**Task to carry out**
Whenever the string "chrono" turns up in a line of the data below, copy that line.

**Exercise data**
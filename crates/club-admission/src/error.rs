use crate::admission::AdmissionError;
use crate::config::ConfigError;
use crate::telemetry::TelemetryError;
use axum::http::StatusCode;
use axum::response::{IntoResponse, Response};
use axum::Json;
use serde_json::json;
use std::fmt;

#[derive(Debug)]
pub enum AppError {
    Config(ConfigError),
    Telemetry(TelemetryError),
    Io(std::io::Error),
    Server(axum::Error),
    Admission(AdmissionError),
}

impl fmt::Display for AppError {
    fn fmt(&self, f: &mut fmt::Formatter<'_>) -> fmt::Result {
        match self {
            AppError::Config(err) => write!(f, "configuration error: {}", err),
            AppError::Telemetry(err) => write!(f, "telemetry error: {}", err),
            AppError::Io(err) => write!(f, "io error: {}", err),
            AppError::Server(err) => write!(f, "server error: {}", err),
            AppError::Admission(err) => write!(f, "admission error: {}", err),
        }
    }
}

impl std::error::Error for AppError {
    fn source(&self) -> Option<&(dyn std::error::Error + 'static)> {
        match self {
            AppError::Config(err) => Some(err),
            AppError::Telemetry(err) => Some(err),
            AppError::Io(err) => Some(err),
            AppError::Server(err) => Some(err),
            AppError::Admission(err) => Some(err),
        }
    }
}

impl IntoResponse for AppError {
    fn into_response(self) -> Response {
        match self {
            AppError::Admission(err) => err.into_response(),
            other => {
                let body = Json(json!({ "error": other.to_string() }));
                (StatusCode::INTERNAL_SERVER_ERROR, body).into_response()
            }
        }
    }
}

impl From<ConfigError> for AppError {
    fn from(value: ConfigError) -> Self {
        Self::Config(value)
    }
}

impl From<TelemetryError> for AppError {
    fn from(value: TelemetryError) -> Self {
        Self::Telemetry(value)
    }
}

impl From<std::io::Error> for AppError {
    fn from(value: std::io::Error) -> Self {
        Self::Io(value)
    }
}

impl From<axum::Error> for AppError {
    fn from(value: axum::Error) -> Self {
        Self::Server(value)
    }
}

impl From<AdmissionError> for AppError {
    fn from(value: AdmissionError) -> Self {
        Self::Admission(value)
    }
}
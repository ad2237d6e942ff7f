use std::collections::BTreeSet;
use std::sync::RwLock;

use chrono::{Local, NaiveDate};

use super::domain::{DailyGuestList, Titular, TitularId};

/// Document store keyed by `(titular_id, date)`.
///
/// The engine always reads the full list, applies a pure transition and writes the full list
/// back, so adapters can layer conditional writes or transactions on `put`.
pub trait GuestListStore: Send + Sync {
    fn get(
        &self,
        titular_id: &TitularId,
        date: NaiveDate,
    ) -> Result<Option<DailyGuestList>, StoreError>;
    fn put(&self, list: DailyGuestList) -> Result<DailyGuestList, StoreError>;
}

/// Read-only view of members with their embedded family and adherents.
pub trait MemberDirectory: Send + Sync {
    fn get_titular(&self, id: &TitularId) -> Result<Option<Titular>, StoreError>;
}

pub trait Clock: Send + Sync {
    fn today(&self) -> NaiveDate;
}

/// Calendar of dates on which birthday-guest admissions are disabled.
pub trait RestrictedDatesPolicy: Send + Sync {
    fn is_restricted(&self, date: NaiveDate) -> bool;
}

/// Opaque store adapter failure. Retries, if any, belong to the adapter.
#[derive(Debug, thiserror::Error)]
pub enum StoreError {
    #[error("concurrent write conflict")]
    Conflict,
    #[error("store unavailable: {0}")]
    Unavailable(String),
}

#[derive(Debug, Default, Clone, Copy)]
pub struct SystemClock;

impl Clock for SystemClock {
    fn today(&self) -> NaiveDate {
        Local::now().date_naive()
    }
}

/// Settable clock for demos and tests.
#[derive(Debug)]
pub struct FixedClock {
    today: RwLock<NaiveDate>,
}

impl FixedClock {
    pub fn new(today: NaiveDate) -> Self {
        Self {
            today: RwLock::new(today),
        }
    }

    pub fn set(&self, today: NaiveDate) {
        let mut guard = self.today.write().unwrap_or_else(|err| err.into_inner());
        *guard = today;
    }
}

impl Clock for FixedClock {
    fn today(&self) -> NaiveDate {
        *self.today.read().unwrap_or_else(|err| err.into_inner())
    }
}

#[derive(Debug, Clone, Default, PartialEq, Eq)]
pub struct RestrictedDates {
    dates: BTreeSet<NaiveDate>,
}

impl RestrictedDates {
    pub fn new(dates: impl IntoIterator<Item = NaiveDate>) -> Self {
        Self {
            dates: dates.into_iter().collect(),
        }
    }

    pub fn dates(&self) -> impl Iterator<Item = &NaiveDate> {
        self.dates.iter()
    }
}

impl RestrictedDatesPolicy for RestrictedDates {
    fn is_restricted(&self, date: NaiveDate) -> bool {
        self.dates.contains(&date)
    }
}
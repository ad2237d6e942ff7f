mod common;
mod eligibility;
mod fitness;
use crate::demo::{run_demo, run_fitness_check, DemoArgs, FitnessArgs};
use crate::server;
use clap::{Args, Parser, Subcommand};
use club_admission::error::AppError;

#[derive(Parser, Debug)]
#[command(
    name = "Club Admission",
    about = "Run the club admission service or exercise its rules from the command line",
    version
)]
struct Cli {
    #[command(subcommand)]
    command: Option<Command>,
}

#[derive(Subcommand, Debug)]
enum Command {
    /// Start the HTTP service (default command)
    Serve(ServeArgs),
    /// Walk a seeded family through gate entry, guest admission and birthday quota
    Demo(DemoArgs),
    /// Evaluate a medical fitness record as the gate would
    Fitness(FitnessArgs),
}

#[derive(Args, Debug, Default)]
pub(crate) struct ServeArgs {
    /// Override the configured host for the HTTP server
    #[arg(long)]
    pub(crate) host: Option<String>,
    /// Override the configured port for the HTTP server
    #[arg(long)]
    pub(crate) port: Option<u16>,
}

pub(crate) async fn run() -> Result<(), AppError> {
    let cli = Cli::parse();
    let command = cli
        .command
        .unwrap_or_else(|| Command::Serve(ServeArgs::default()));

    match command {
        Command::Serve(args) => server::run(args).await,
        Command::Demo(args) => run_demo(args),
        Command::Fitness(args) => run_fitness_check(args),
    }
}
use chrono::{Duration, NaiveDate};
use club_admission::admission::{
    Adherent, AdherentStatus, DailyGuestList, FamilyMember, FitnessRecord, GuestListKey,
    GuestListStore, MemberDirectory, MemberStatus, StoreError, Titular, TitularId,
};
use metrics_exporter_prometheus::PrometheusHandle;
use std::collections::HashMap;
use std::sync::atomic::AtomicBool;
use std::sync::{Arc, Mutex};

pub(crate) const SAMPLE_TITULAR_ID: &str = "T-1001";

#[derive(Clone)]
pub(crate) struct AppState {
    pub(crate) readiness: Arc<AtomicBool>,
    pub(crate) metrics: Arc<PrometheusHandle>,
}

#[derive(Default, Clone)]
pub(crate) struct InMemoryGuestListStore {
    lists: Arc<Mutex<HashMap<GuestListKey, DailyGuestList>>>,
}

impl GuestListStore for InMemoryGuestListStore {
    fn get(
        &self,
        titular_id: &TitularId,
        date: NaiveDate,
    ) -> Result<Option<DailyGuestList>, StoreError> {
        let guard = self.lists.lock().map_err(poisoned)?;
        Ok(guard
            .get(&GuestListKey::new(titular_id.clone(), date))
            .cloned())
    }

    fn put(&self, list: DailyGuestList) -> Result<DailyGuestList, StoreError> {
        let mut guard = self.lists.lock().map_err(poisoned)?;
        guard.insert(list.key(), list.clone());
        Ok(list)
    }
}

#[derive(Default, Clone)]
pub(crate) struct InMemoryMemberDirectory {
    titulars: Arc<Mutex<HashMap<TitularId, Titular>>>,
}

impl InMemoryMemberDirectory {
    pub(crate) fn seeded(titulars: impl IntoIterator<Item = Titular>) -> Self {
        let directory = Self::default();
        if let Ok(mut guard) = directory.titulars.lock() {
            guard.extend(
                titulars
                    .into_iter()
                    .map(|titular| (titular.id.clone(), titular)),
            );
        }
        directory
    }
}

impl MemberDirectory for InMemoryMemberDirectory {
    fn get_titular(&self, id: &TitularId) -> Result<Option<Titular>, StoreError> {
        let guard = self.titulars.lock().map_err(poisoned)?;
        Ok(guard.get(id).cloned())
    }
}

fn poisoned<T>(_: std::sync::PoisonError<T>) -> StoreError {
    StoreError::Unavailable("in-memory store lock poisoned".to_string())
}

/// Sample household whose titular and eldest child both celebrate their birthday on `today`.
pub(crate) fn sample_family(today: NaiveDate) -> Titular {
    let born = |years_ago: i32| birthday_years_before(today, years_ago);

    Titular {
        id: TitularId(SAMPLE_TITULAR_ID.to_string()),
        dni: "23456789".to_string(),
        first_name: "Laura".to_string(),
        last_name: "Gómez".to_string(),
        status: MemberStatus::Active,
        fitness: Some(FitnessRecord {
            valid: true,
            issued_at: Some(today - Duration::days(360)),
            expires_at: Some(today + Duration::days(5)),
            invalidity_reason: None,
        }),
        birth_date: born(41),
        family_members: vec![
            FamilyMember {
                id: "FM-1".to_string(),
                dni: "45678901".to_string(),
                first_name: "Mateo".to_string(),
                last_name: "Gómez".to_string(),
                birth_date: born(12),
                fitness: Some(FitnessRecord {
                    valid: true,
                    issued_at: None,
                    expires_at: Some(today + Duration::days(200)),
                    invalidity_reason: None,
                }),
            },
            FamilyMember {
                id: "FM-2".to_string(),
                dni: "47890123".to_string(),
                first_name: "Lucía".to_string(),
                last_name: "Gómez".to_string(),
                birth_date: today - Duration::days(2_000),
                fitness: None,
            },
        ],
        adherents: vec![Adherent {
            id: "AD-1".to_string(),
            dni: "34567890".to_string(),
            first_name: "Pablo".to_string(),
            last_name: "Ríos".to_string(),
            birth_date: today - Duration::days(15_000),
            fitness: Some(FitnessRecord {
                valid: false,
                issued_at: None,
                expires_at: None,
                invalidity_reason: Some("cardiology review pending".to_string()),
            }),
            adherent_status: AdherentStatus::Inactive,
        }],
    }
}

fn birthday_years_before(today: NaiveDate, years: i32) -> NaiveDate {
    use chrono::Datelike;

    today
        .with_year(today.year() - years)
        .or_else(|| NaiveDate::from_ymd_opt(today.year() - years, 2, 28))
        .unwrap_or(today)
}

pub(crate) fn parse_date(raw: &str) -> Result<NaiveDate, String> {
    NaiveDate::parse_from_str(raw.trim(), "%Y-%m-%d")
        .map_err(|err| format!("failed to parse '{raw}' as YYYY-MM-DD ({err})"))
}

#[cfg(test)]
mod tests {
    use super::*;
    use club_admission::admission::birthday_falls_on;

    #[test]
    fn sample_family_celebrates_on_the_seed_date() {
        let today = NaiveDate::from_ymd_opt(2026, 3, 14).expect("valid");
        let family = sample_family(today);

        assert!(birthday_falls_on(family.birth_date, today));
        assert!(birthday_falls_on(family.family_members[0].birth_date, today));
        assert!(!birthday_falls_on(family.family_members[1].birth_date, today));
    }

    #[test]
    fn parse_date_reports_the_raw_value() {
        assert_eq!(
            parse_date(" 2026-03-14 ").expect("parses"),
            NaiveDate::from_ymd_opt(2026, 3, 14).expect("valid")
        );
        let err = parse_date("14/03/2026").expect_err("rejects");
        assert!(err.contains("14/03/2026"));
    }

    #[test]
    fn store_round_trips_lists_by_key() {
        let store = InMemoryGuestListStore::default();
        let key = GuestListKey::new(
            TitularId(SAMPLE_TITULAR_ID.to_string()),
            NaiveDate::from_ymd_opt(2026, 3, 14).expect("valid"),
        );

        assert!(store
            .get(&key.titular_id, key.date)
            .expect("get")
            .is_none());
        store.put(DailyGuestList::new(&key)).expect("put");
        let stored = store
            .get(&key.titular_id, key.date)
            .expect("get")
            .expect("stored");
        assert_eq!(stored.key(), key);
    }
}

**Answer section**
use chrono::{Local, NaiveDate};
use chrono::{Duration, NaiveDate};
    use chrono::Datelike;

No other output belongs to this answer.